### What the task requires
Please repeat the records below exactly, from the first line through the line containing "Arguments for the", and nothing more.

======== Material shown ========

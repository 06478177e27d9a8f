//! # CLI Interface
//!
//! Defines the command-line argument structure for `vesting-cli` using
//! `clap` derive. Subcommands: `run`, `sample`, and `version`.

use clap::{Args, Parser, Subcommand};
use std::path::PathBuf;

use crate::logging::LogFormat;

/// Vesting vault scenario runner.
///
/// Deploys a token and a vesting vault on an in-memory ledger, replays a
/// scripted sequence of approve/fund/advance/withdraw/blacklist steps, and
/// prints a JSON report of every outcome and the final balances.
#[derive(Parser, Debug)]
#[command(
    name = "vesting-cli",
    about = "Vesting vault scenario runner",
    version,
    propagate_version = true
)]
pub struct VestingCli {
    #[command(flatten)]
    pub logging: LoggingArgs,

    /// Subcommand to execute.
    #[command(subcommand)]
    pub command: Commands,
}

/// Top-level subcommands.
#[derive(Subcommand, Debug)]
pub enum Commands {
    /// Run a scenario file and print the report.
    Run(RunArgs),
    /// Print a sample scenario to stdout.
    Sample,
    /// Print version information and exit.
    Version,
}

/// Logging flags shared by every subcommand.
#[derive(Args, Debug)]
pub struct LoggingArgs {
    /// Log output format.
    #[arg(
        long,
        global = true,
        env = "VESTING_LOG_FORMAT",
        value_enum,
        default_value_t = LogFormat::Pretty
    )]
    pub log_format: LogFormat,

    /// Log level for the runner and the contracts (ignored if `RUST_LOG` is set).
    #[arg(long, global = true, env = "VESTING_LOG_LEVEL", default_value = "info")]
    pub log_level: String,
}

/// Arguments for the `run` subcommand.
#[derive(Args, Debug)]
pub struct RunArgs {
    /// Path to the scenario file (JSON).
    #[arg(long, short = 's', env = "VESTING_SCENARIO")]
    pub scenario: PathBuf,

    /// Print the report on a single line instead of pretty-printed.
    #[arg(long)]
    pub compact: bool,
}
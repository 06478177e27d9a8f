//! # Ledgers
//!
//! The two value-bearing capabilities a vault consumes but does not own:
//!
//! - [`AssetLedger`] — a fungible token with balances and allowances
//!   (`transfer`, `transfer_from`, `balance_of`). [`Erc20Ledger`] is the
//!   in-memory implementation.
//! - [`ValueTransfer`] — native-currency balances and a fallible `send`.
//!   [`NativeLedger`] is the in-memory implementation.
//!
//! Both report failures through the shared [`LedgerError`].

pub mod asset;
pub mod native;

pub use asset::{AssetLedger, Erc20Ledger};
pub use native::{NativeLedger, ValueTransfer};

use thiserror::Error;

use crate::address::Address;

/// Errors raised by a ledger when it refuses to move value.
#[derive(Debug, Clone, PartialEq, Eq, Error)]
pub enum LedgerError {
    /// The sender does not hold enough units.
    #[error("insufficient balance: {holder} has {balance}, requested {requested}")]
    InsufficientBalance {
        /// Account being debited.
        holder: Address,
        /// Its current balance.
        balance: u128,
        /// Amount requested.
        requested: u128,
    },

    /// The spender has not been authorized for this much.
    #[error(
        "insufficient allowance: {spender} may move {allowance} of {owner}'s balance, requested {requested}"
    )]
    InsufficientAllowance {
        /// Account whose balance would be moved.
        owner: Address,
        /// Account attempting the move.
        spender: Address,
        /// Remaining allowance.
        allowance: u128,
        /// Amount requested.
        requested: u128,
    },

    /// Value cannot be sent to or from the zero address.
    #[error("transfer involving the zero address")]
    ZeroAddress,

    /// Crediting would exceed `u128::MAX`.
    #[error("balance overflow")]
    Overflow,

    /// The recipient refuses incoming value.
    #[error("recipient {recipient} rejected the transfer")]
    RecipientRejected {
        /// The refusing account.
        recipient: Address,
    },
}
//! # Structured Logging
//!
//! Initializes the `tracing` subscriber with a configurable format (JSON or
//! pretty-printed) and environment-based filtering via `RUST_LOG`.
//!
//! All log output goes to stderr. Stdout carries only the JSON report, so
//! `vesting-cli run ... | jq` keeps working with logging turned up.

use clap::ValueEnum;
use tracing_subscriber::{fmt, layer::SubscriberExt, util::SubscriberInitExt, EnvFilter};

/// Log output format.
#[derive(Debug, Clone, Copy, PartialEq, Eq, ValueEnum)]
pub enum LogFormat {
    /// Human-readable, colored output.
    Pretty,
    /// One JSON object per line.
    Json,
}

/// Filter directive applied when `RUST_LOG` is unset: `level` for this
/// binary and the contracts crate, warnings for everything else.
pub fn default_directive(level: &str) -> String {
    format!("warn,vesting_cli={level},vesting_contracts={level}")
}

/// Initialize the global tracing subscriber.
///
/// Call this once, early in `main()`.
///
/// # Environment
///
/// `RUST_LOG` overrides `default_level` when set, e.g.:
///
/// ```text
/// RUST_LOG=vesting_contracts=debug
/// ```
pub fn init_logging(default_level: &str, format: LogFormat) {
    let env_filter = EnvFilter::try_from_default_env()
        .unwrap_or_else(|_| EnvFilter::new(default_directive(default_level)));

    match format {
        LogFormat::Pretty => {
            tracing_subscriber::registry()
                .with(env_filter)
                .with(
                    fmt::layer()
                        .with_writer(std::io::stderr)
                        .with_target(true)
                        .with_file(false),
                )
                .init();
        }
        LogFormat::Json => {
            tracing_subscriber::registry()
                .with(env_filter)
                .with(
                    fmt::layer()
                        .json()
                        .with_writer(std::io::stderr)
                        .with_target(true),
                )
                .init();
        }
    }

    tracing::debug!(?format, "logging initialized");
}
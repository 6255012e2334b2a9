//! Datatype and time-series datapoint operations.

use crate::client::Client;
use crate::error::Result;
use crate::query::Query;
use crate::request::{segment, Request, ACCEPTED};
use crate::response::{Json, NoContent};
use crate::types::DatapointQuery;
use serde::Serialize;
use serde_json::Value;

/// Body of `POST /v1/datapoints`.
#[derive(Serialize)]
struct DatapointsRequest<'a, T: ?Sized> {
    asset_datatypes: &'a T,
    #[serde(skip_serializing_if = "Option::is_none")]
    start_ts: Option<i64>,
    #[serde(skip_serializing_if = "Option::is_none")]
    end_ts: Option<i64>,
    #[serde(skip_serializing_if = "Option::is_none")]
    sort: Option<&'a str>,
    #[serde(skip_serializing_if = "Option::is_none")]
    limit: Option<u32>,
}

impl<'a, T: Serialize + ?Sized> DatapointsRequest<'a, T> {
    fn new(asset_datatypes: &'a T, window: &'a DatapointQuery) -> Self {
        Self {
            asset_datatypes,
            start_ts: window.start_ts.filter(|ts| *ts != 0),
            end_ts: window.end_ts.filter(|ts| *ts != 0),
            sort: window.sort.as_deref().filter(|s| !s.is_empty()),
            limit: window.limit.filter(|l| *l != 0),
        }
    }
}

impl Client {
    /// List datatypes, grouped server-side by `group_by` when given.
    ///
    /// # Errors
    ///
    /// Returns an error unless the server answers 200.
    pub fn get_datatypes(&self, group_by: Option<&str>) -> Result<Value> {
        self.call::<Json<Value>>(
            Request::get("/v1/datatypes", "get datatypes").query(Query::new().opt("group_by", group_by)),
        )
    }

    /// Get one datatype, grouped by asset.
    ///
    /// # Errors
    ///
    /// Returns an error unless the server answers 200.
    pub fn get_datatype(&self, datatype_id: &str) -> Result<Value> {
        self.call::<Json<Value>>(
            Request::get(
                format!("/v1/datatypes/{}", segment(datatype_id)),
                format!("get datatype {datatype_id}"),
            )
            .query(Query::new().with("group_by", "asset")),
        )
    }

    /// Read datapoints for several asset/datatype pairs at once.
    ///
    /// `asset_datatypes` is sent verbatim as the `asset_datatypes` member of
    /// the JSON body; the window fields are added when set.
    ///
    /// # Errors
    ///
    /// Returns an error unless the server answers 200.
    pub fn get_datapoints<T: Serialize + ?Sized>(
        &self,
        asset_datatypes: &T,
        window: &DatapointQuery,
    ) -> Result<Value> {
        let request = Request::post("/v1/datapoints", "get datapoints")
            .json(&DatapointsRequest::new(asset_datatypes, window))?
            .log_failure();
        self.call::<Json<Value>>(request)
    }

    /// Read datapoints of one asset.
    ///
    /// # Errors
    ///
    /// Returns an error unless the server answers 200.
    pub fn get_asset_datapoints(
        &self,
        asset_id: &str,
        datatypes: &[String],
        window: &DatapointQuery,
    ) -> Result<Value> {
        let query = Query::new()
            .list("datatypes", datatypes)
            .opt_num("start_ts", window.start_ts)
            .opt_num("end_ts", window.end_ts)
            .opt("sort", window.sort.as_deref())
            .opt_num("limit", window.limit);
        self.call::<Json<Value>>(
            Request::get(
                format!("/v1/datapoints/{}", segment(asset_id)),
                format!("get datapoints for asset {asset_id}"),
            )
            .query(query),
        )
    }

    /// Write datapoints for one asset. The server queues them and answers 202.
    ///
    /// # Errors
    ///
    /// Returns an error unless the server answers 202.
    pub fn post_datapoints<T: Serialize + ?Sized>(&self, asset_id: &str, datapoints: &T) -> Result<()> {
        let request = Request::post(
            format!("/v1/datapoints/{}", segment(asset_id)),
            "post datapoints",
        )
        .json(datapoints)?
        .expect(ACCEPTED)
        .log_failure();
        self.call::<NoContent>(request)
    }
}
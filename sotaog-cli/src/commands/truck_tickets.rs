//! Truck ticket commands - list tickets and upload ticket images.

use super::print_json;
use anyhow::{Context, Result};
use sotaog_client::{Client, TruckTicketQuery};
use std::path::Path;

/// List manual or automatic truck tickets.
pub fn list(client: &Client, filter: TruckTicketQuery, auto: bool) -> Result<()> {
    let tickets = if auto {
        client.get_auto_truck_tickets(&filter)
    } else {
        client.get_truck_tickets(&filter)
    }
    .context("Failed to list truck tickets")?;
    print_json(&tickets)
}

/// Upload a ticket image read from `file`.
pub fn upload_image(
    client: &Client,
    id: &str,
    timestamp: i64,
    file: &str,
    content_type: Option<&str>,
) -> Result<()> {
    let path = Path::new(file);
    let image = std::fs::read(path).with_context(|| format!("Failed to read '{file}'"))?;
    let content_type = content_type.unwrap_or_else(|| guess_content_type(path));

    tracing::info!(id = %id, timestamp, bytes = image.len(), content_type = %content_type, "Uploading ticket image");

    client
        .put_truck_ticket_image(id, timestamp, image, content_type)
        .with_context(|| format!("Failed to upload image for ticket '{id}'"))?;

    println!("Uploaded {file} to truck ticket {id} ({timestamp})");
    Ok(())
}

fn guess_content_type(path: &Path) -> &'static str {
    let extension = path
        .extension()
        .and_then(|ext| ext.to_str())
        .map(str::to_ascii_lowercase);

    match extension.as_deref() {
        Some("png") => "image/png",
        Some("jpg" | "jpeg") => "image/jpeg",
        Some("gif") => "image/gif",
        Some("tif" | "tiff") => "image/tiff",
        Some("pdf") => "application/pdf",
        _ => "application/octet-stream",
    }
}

========

### Response to the exercise
repository 06478177e27d9a8f
//! # CLI Interface
//!
//! Defines the command-line argument structure for `vesting-cli` using
//! `clap` derive. Subcommands: `run`, `sample`, and `version`.

use clap::{Args, Parser, Subcommand};
use std::path::PathBuf;

use crate::logging::LogFormat;

/// Vesting vault scenario runner.
///
/// Deploys a token and a vesting vault on an in-memory ledger, replays a
/// scripted sequence of approve/fund/advance/withdraw/blacklist steps, and
/// prints a JSON report of every outcome and the final balances.
#[derive(Parser, Debug)]
#[command(
    name = "vesting-cli",
    about = "Vesting vault scenario runner",
    version,
    propagate_version = true
)]
pub struct VestingCli {
    #[command(flatten)]
    pub logging: LoggingArgs,

    /// Subcommand to execute.
    #[command(subcommand)]
    pub command: Commands,
}

/// Top-level subcommands.
#[derive(Subcommand, Debug)]
pub enum Commands {
    /// Run a scenario file and print the report.
    Run(RunArgs),
    /// Print a sample scenario to stdout.
    Sample,
    /// Print version information and exit.
    Version,
}

/// Logging flags shared by every subcommand.
#[derive(Args, Debug)]
pub struct LoggingArgs {
    /// Log output format.
    #[arg(
        long,
        global = true,
        env = "VESTING_LOG_FORMAT",
        value_enum,
        default_value_t = LogFormat::Pretty
    )]
    pub log_format: LogFormat,

    /// Log level for the runner and the contracts (ignored if `RUST_LOG` is set).
    #[arg(long, global = true, env = "VESTING_LOG_LEVEL", default_value = "info")]
    pub log_level: String,
}

/// Arguments for the `run` subcommand.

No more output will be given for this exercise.